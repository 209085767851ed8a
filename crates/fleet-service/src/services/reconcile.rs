//! Reconciliation service
//!
//! Walks every scheduled banner and realigns its stored `active` flag with
//! what its window says, unless an administrator deactivated it recently.
//! One pass may be triggered by the background scheduler or on demand.

use fleet_core::{plan_reconciliation, Banner, BannerKind, ReconcileAction};
use tracing::{error, info, instrument, warn};

use crate::dto::{ReconcileFailure, ReconcileSummary};

use super::context::ServiceContext;
use super::error::ServiceResult;

/// Reconciliation service
pub struct ReconcileService<'a> {
    ctx: &'a ServiceContext,
}

impl<'a> ReconcileService<'a> {
    /// Create a new ReconcileService
    pub fn new(ctx: &'a ServiceContext) -> Self {
        Self { ctx }
    }

    /// Run one reconciliation pass over both banner kinds.
    ///
    /// Every record is judged against a single instant taken when the run
    /// starts. Failing to load either kind aborts the run; a failed write
    /// for one record is recorded and the pass continues.
    #[instrument(skip(self))]
    pub async fn reconcile(&self) -> ServiceResult<ReconcileSummary> {
        let now = self.ctx.now();
        let mut summary = ReconcileSummary::new(now);

        let mut loaded: Vec<(BannerKind, Vec<Banner>)> = Vec::with_capacity(BannerKind::ALL.len());
        for kind in BannerKind::ALL {
            let banners = self
                .ctx
                .banner_repo(kind)
                .list_scheduled()
                .await
                .map_err(|e| {
                    error!(kind = %kind, error = %e, "Reconciliation aborted: could not load banners");
                    e
                })?;
            loaded.push((kind, banners));
        }

        for (kind, banners) in loaded {
            for banner in &banners {
                self.apply(kind, banner, &mut summary).await;
            }
        }

        info!(
            checked = summary.checked,
            activated = summary.activated,
            deactivated = summary.deactivated,
            skipped = summary.skipped,
            unchanged = summary.unchanged,
            errors = summary.errors.len(),
            "Banner reconciliation finished"
        );

        Ok(summary)
    }

    async fn apply(&self, kind: BannerKind, banner: &Banner, summary: &mut ReconcileSummary) {
        summary.checked += 1;

        match plan_reconciliation(banner, summary.started_at, self.ctx.override_window()) {
            ReconcileAction::Unchanged => summary.unchanged += 1,
            ReconcileAction::Suppressed => {
                summary.skipped += 1;
                summary.skipped_ids.push(banner.id);
            }
            ReconcileAction::SetActive(active) => {
                let repo = self.ctx.banner_repo(kind);
                match repo.update_active(banner.id, active, summary.started_at).await {
                    Ok(()) if active => summary.activated += 1,
                    Ok(()) => summary.deactivated += 1,
                    Err(e) => {
                        warn!(banner_id = %banner.id, kind = %kind, error = %e, "Failed to update banner flag");
                        summary.errors.push(ReconcileFailure {
                            banner_id: banner.id,
                            kind,
                            message: e.to_string(),
                        });
                    }
                }
            }
        }
    }
}
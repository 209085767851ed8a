//! Telemetry and tracing setup

mod tracing_setup;

pub use tracing_setup::{
    init_tracing, init_tracing_with_config, try_init_tracing, try_init_tracing_with_config,
    LogFormat, TracingConfig, TracingError,
};
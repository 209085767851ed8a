//! Middleware stack for the API server
//!
//! Provides logging, request ID generation, CORS, rate limiting, and timeouts.

use axum::{
    body::Body,
    http::{header, HeaderValue, Method, Request, StatusCode},
    Router,
};
use fleet_common::{AppError, CorsConfig, RateLimitConfig};
use std::sync::Arc;
use std::time::Duration;
use tower_governor::{
    governor::GovernorConfigBuilder, key_extractor::GlobalKeyExtractor, GovernorLayer,
};
use tower_http::{
    classify::{ServerErrorsAsFailures, SharedClassifier},
    cors::{AllowOrigin, Any, CorsLayer},
    request_id::{MakeRequestUuid, PropagateRequestIdLayer, SetRequestIdLayer},
    timeout::TimeoutLayer,
    trace::{DefaultOnRequest, DefaultOnResponse, MakeSpan, TraceLayer},
};
use tracing::{Level, Span};

use crate::state::AppState;

/// Header name for request ID
pub const REQUEST_ID_HEADER: &str = "x-request-id";

/// Requests taking longer than this get a 503
pub const REQUEST_TIMEOUT: Duration = Duration::from_secs(30);

/// Request span carrying method, URI and request id
#[derive(Debug, Clone, Copy)]
pub struct RequestSpan;

impl MakeSpan<Body> for RequestSpan {
    fn make_span(&mut self, request: &Request<Body>) -> Span {
        let request_id = request
            .headers()
            .get(REQUEST_ID_HEADER)
            .and_then(|v| v.to_str().ok())
            .unwrap_or("unknown");

        tracing::info_span!(
            "http_request",
            method = %request.method(),
            uri = %request.uri(),
            request_id = %request_id,
        )
    }
}

fn trace_layer() -> TraceLayer<SharedClassifier<ServerErrorsAsFailures>, RequestSpan> {
    TraceLayer::new_for_http()
        .make_span_with(RequestSpan)
        .on_request(DefaultOnRequest::new().level(Level::INFO))
        .on_response(DefaultOnResponse::new().level(Level::INFO))
}

fn request_id_header() -> header::HeaderName {
    header::HeaderName::from_static(REQUEST_ID_HEADER)
}

/// Apply the base middleware stack (no rate limiting, no CORS)
pub fn apply_middleware(router: Router<AppState>) -> Router<AppState> {
    router
        .layer(TimeoutLayer::with_status_code(
            StatusCode::SERVICE_UNAVAILABLE,
            REQUEST_TIMEOUT,
        ))
        .layer(trace_layer())
        .layer(PropagateRequestIdLayer::new(request_id_header()))
        .layer(SetRequestIdLayer::new(request_id_header(), MakeRequestUuid))
}

/// Apply middleware stack with rate limiting and configured CORS
pub fn apply_middleware_with_config(
    router: Router<AppState>,
    rate_limit_config: &RateLimitConfig,
    cors_config: &CorsConfig,
    is_production: bool,
) -> Result<Router<AppState>, AppError> {
    // Global (not per-IP) limit; the API sits behind the storefront's own edge
    let governor_conf = Arc::new(
        GovernorConfigBuilder::default()
            .per_second(rate_limit_config.requests_per_second.into())
            .burst_size(rate_limit_config.burst)
            .key_extractor(GlobalKeyExtractor)
            .finish()
            .ok_or_else(|| {
                AppError::Config(format!(
                    "invalid rate limit: {} req/s, burst {}",
                    rate_limit_config.requests_per_second, rate_limit_config.burst
                ))
            })?,
    );

    // Layers wrap in reverse: Request -> RateLimit -> RequestID -> Trace -> Timeout -> CORS -> Handler
    Ok(router
        .layer(create_cors_layer(cors_config, is_production))
        .layer(TimeoutLayer::with_status_code(
            StatusCode::SERVICE_UNAVAILABLE,
            REQUEST_TIMEOUT,
        ))
        .layer(trace_layer())
        .layer(PropagateRequestIdLayer::new(request_id_header()))
        .layer(SetRequestIdLayer::new(request_id_header(), MakeRequestUuid))
        .layer(GovernorLayer {
            config: governor_conf,
        }))
}

/// Create CORS layer from configuration
fn create_cors_layer(config: &CorsConfig, is_production: bool) -> CorsLayer {
    let base_layer = CorsLayer::new()
        .allow_methods([
            Method::GET,
            Method::POST,
            Method::PUT,
            Method::PATCH,
            Method::DELETE,
            Method::OPTIONS,
        ])
        .allow_headers([
            header::AUTHORIZATION,
            header::CONTENT_TYPE,
            header::ACCEPT,
            request_id_header(),
        ])
        .expose_headers([request_id_header()]);

    if !config.allowed_origins.is_empty() {
        let origins: Vec<HeaderValue> = config
            .allowed_origins
            .iter()
            .filter_map(|origin| {
                origin.parse::<HeaderValue>().ok().or_else(|| {
                    tracing::warn!("Invalid CORS origin: {}", origin);
                    None
                })
            })
            .collect();

        tracing::info!("CORS: Allowing {} configured origins", origins.len());
        base_layer.allow_origin(AllowOrigin::list(origins))
    } else if is_production {
        tracing::warn!(
            "CORS: No allowed origins configured in production mode. \
             Requests from browsers will be blocked."
        );
        base_layer.allow_origin(AllowOrigin::list(Vec::<HeaderValue>::new()))
    } else {
        tracing::warn!(
            "CORS: Allowing any origin (development mode). \
             Configure CORS_ALLOWED_ORIGINS for production."
        );
        base_layer.allow_origin(Any)
    }
}
mod common;

use common::MockTransport;
use pretty_assertions::assert_eq;
use udlkit::{AdapterType, Discovered, Error, Options, Registry};

fn discovered(serial: &str) -> Discovered {
    Discovered {
        serial: serial.to_owned(),
        adapter: AdapterType::Alex,
        transport: Box::new(MockTransport::new()),
    }
}

#[test]
fn enumeration_upserts_by_serial() {
    let mut registry = Registry::new(Options::default());

    let infos = registry.enumerate(vec![discovered("AAAA"), discovered("BBBB")]);
    assert_eq!(infos.len(), 2);
    assert_eq!(registry.len(), 2);

    // A second sweep with the same serials keeps the same devices.
    let infos = registry.enumerate(vec![discovered("AAAA"), discovered("BBBB")]);
    assert_eq!(infos.len(), 2);
    assert_eq!(registry.len(), 2);
}

#[test]
fn missing_device_is_dropped_on_next_sweep() {
    let mut registry = Registry::new(Options::default());
    registry.enumerate(vec![discovered("AAAA"), discovered("BBBB")]);

    let infos = registry.enumerate(vec![discovered("BBBB")]);
    assert_eq!(infos.len(), 1);
    assert_eq!(infos[0].serial, "BBBB");
    assert!(registry.device("AAAA").is_none());
}

#[test]
fn claim_is_exclusive_until_released() {
    let mut registry = Registry::new(Options::default());
    registry.enumerate(vec![discovered("AAAA")]);

    registry.claim("AAAA", 0).unwrap();
    assert!(matches!(
        registry.claim("AAAA", 0),
        Err(Error::AlreadyClaimed)
    ));

    registry.release("AAAA").unwrap();
    registry.release("AAAA").unwrap();
    registry.claim("AAAA", 250).unwrap();
}

#[test]
fn claim_of_unknown_serial_fails() {
    let mut registry = Registry::new(Options::default());
    assert!(matches!(
        registry.claim("NOPE", 0),
        Err(Error::UnknownDevice(_))
    ));
    assert!(matches!(
        registry.release("NOPE"),
        Err(Error::UnknownDevice(_))
    ));
}

#[test]
fn claim_survives_reenumeration() {
    let mut registry = Registry::new(Options::default());
    registry.enumerate(vec![discovered("AAAA")]);
    registry.claim("AAAA", 0).unwrap();

    let infos = registry.enumerate(vec![discovered("AAAA")]);
    assert!(infos[0].claimed);
    assert!(registry.device("AAAA").unwrap().claimed());
}

#[test]
fn first_unclaimed_skips_held_devices() {
    let mut registry = Registry::new(Options::default());
    registry.enumerate(vec![discovered("AAAA"), discovered("BBBB")]);

    assert_eq!(registry.first_unclaimed(), Some("AAAA"));
    registry.claim("AAAA", 0).unwrap();
    assert_eq!(registry.first_unclaimed(), Some("BBBB"));
    registry.claim("BBBB", 0).unwrap();
    assert_eq!(registry.first_unclaimed(), None);
}

#[test]
fn claim_seeds_the_default_supported_list() {
    let mut registry = Registry::new(Options::default());
    registry.enumerate(vec![discovered("AAAA")]);

    let dev = registry.claim("AAAA", 0).unwrap();
    assert_eq!(dev.supported_modes().len(), udlkit::MODE_COUNT);
    assert!(dev.native_mode().is_none());
}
· · · · ·
Work required.
Find how many lines of the material carry the string "ServiceResult". Only the number should be in the answer.

Response.
2